And so it isn’t necessarily that what people are drawing out of an isolated verse means the opposite. It isn’t that it means the opposite of what they think it means. I think that it’s that the emphasis is just different because they don’t know the author’s emphasis. They don’t know what point was he trying to make. When the Hebrew writer says, in chapter 10 and verse 25, that we shouldn’t forsake the assembling together of ourselves, what argument is he making? What is he imploring people to do? And so often, if we would read whole books, I think, exactly what you’ve pointed out, we would come to the conclusion ‑‑ the conclusion we would come to is that the authors are almost unanimously trying to get us to live out what Jesus has done in the incarnation and crucifixion, what he has done in coming to

serve rather than to be served and to give his life for the sake of others. 

That’s what Philippians 2 ‑‑ so many of ‑‑ not only these passages that we all know, but we don’t realize that even some of those verses that we’ve used as sort of a club over the years or as ammunition against other people to say, “You’re not doing it right,” that the context is “Be like Jesus, love like Jesus, self‑sacrifice like Jesus.” This is what it looks like to be a disciple of his. This is what God’s people are supposed to be doing, is living out that grace and mercy and love the way Jesus did in becoming human and dying for your sake and, to your point, even as far as giving. 

And we ‑‑ again, it’s not that it’s wrong or bad for us to take up a collection on the first day of the week. That’s good. It’s apparently what Christians have done for a very long time. But what’s at the heart of that? And we end up ‑‑ I’m afraid, sometimes in our application of this blueprint hermeneutic, we end up violating some of the explicit commands that the author is making. Paul’s whole point was, “I don’t want you to give out of compulsion. I want you to give cheerfully. I don’t want to twist your arm.” But we take these same passages and take them out of context and use them to compel people to give, to twist their arm.

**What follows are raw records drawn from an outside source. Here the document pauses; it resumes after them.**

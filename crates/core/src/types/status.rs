//! Status and classification enums shared by backend records.

use core::fmt;
use core::str::FromStr;

use serde::{Deserialize, Serialize};

/// How the customer pays for a checkout or top-up.
#[derive(Debug, Clone, Copy, PartialEq, Eq, Hash, Serialize, Deserialize)]
#[serde(rename_all = "UPPERCASE")]
pub enum PaymentMethod {
    /// Debit the customer's wallet balance.
    Wallet,
    /// Card payment through Stripe.
    Stripe,
}

impl PaymentMethod {
    /// The lower-cased `pm_type` tag the backend expects.
    #[must_use]
    pub const fn tag(self) -> &'static str {
        match self {
            Self::Wallet => "wallet",
            Self::Stripe => "stripe",
        }
    }
}

impl fmt::Display for PaymentMethod {
    fn fmt(&self, f: &mut fmt::Formatter<'_>) -> fmt::Result {
        f.write_str(self.tag())
    }
}

/// Error returned when parsing an unknown payment method.
#[derive(thiserror::Error, Debug, Clone, PartialEq, Eq)]
#[error("unknown payment method: {0}")]
pub struct UnknownPaymentMethod(pub String);

impl FromStr for PaymentMethod {
    type Err = UnknownPaymentMethod;

    fn from_str(s: &str) -> Result<Self, Self::Err> {
        match s.to_ascii_lowercase().as_str() {
            "wallet" => Ok(Self::Wallet),
            "stripe" | "card" => Ok(Self::Stripe),
            _ => Err(UnknownPaymentMethod(s.to_owned())),
        }
    }
}

/// Lifecycle of an order line on the backend.
///
/// Unrecognized values are preserved rather than rejected.
#[derive(Debug, Clone, PartialEq, Eq, Hash, Serialize, Deserialize)]
#[serde(rename_all = "lowercase")]
pub enum OrderStatus {
    Pending,
    Completed,
    Failed,
    #[serde(untagged)]
    Other(String),
}

impl OrderStatus {
    /// Translation key for the status label.
    #[must_use]
    pub const fn label_key(&self) -> Option<&'static str> {
        match self {
            Self::Pending => Some("status_pending"),
            Self::Completed => Some("status_completed"),
            Self::Failed => Some("status_failed"),
            Self::Other(_) => None,
        }
    }
}

impl fmt::Display for OrderStatus {
    fn fmt(&self, f: &mut fmt::Formatter<'_>) -> fmt::Result {
        match self {
            Self::Pending => f.write_str("pending"),
            Self::Completed => f.write_str("completed"),
            Self::Failed => f.write_str("failed"),
            Self::Other(status) => f.write_str(status),
        }
    }
}

/// Direction of a wallet ledger entry.
#[derive(Debug, Clone, Copy, PartialEq, Eq, Hash, Serialize, Deserialize)]
#[serde(rename_all = "lowercase")]
pub enum TransactionKind {
    Credit,
    Debit,
}

impl fmt::Display for TransactionKind {
    fn fmt(&self, f: &mut fmt::Formatter<'_>) -> fmt::Result {
        f.write_str(match self {
            Self::Credit => "credit",
            Self::Debit => "debit",
        })
    }
}

/// How a coupon's value is interpreted.
#[derive(Debug, Clone, Copy, PartialEq, Eq, Hash, Serialize, Deserialize)]
#[serde(rename_all = "UPPERCASE")]
pub enum DiscountType {
    /// `value` is a percentage of the subtotal.
    Percentage,
    /// `value` is a flat USD amount.
    Fixed,
}

/// Legacy tenant account kind.
#[derive(Debug, Clone, Copy, PartialEq, Eq, Hash, Serialize, Deserialize, Default)]
#[serde(rename_all = "UPPERCASE")]
pub enum TenantKind {
    #[default]
    Personal,
    Business,
}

It’s like that’s exactly what Paul was trying not to do. He was trying to change their character by pointing them to the cross. And so, I’m afraid sometimes, in our effort to restore the ancient order, in our effort to follow that blueprint, we’re actually missing the forest for the trees. We’re actually missing the cross because we’re focused on getting all the rules right.

JOHN MARK: Oh, you said a lot there, and wonderful. I would amen what you said. I particularly like the idea of reading whole books at a time as a way of getting us out of a blueprint mentality, because the blueprint mentality searches for proof texts. Pick up a piece of data over here, a piece of data over here, and in some ways you can do that if you pay attention to context, but what reading a whole book at a time does is ‑‑ it forces you to say, what is this author doing? What is the argument of the text? What is the flow of the text? What is the theology of this author, and what is he trying to form this community into and form them to become? And we pay attention to that instead of reading that text, trying to find the nugget that fits into the pattern or out of which we can then construct the pattern, so it takes us away from proof texting and moves us more into a kind of ‑‑ well, I think a narrative hermeneutic or a hermeneutic that recognizes the whole and follows the path of the argument.  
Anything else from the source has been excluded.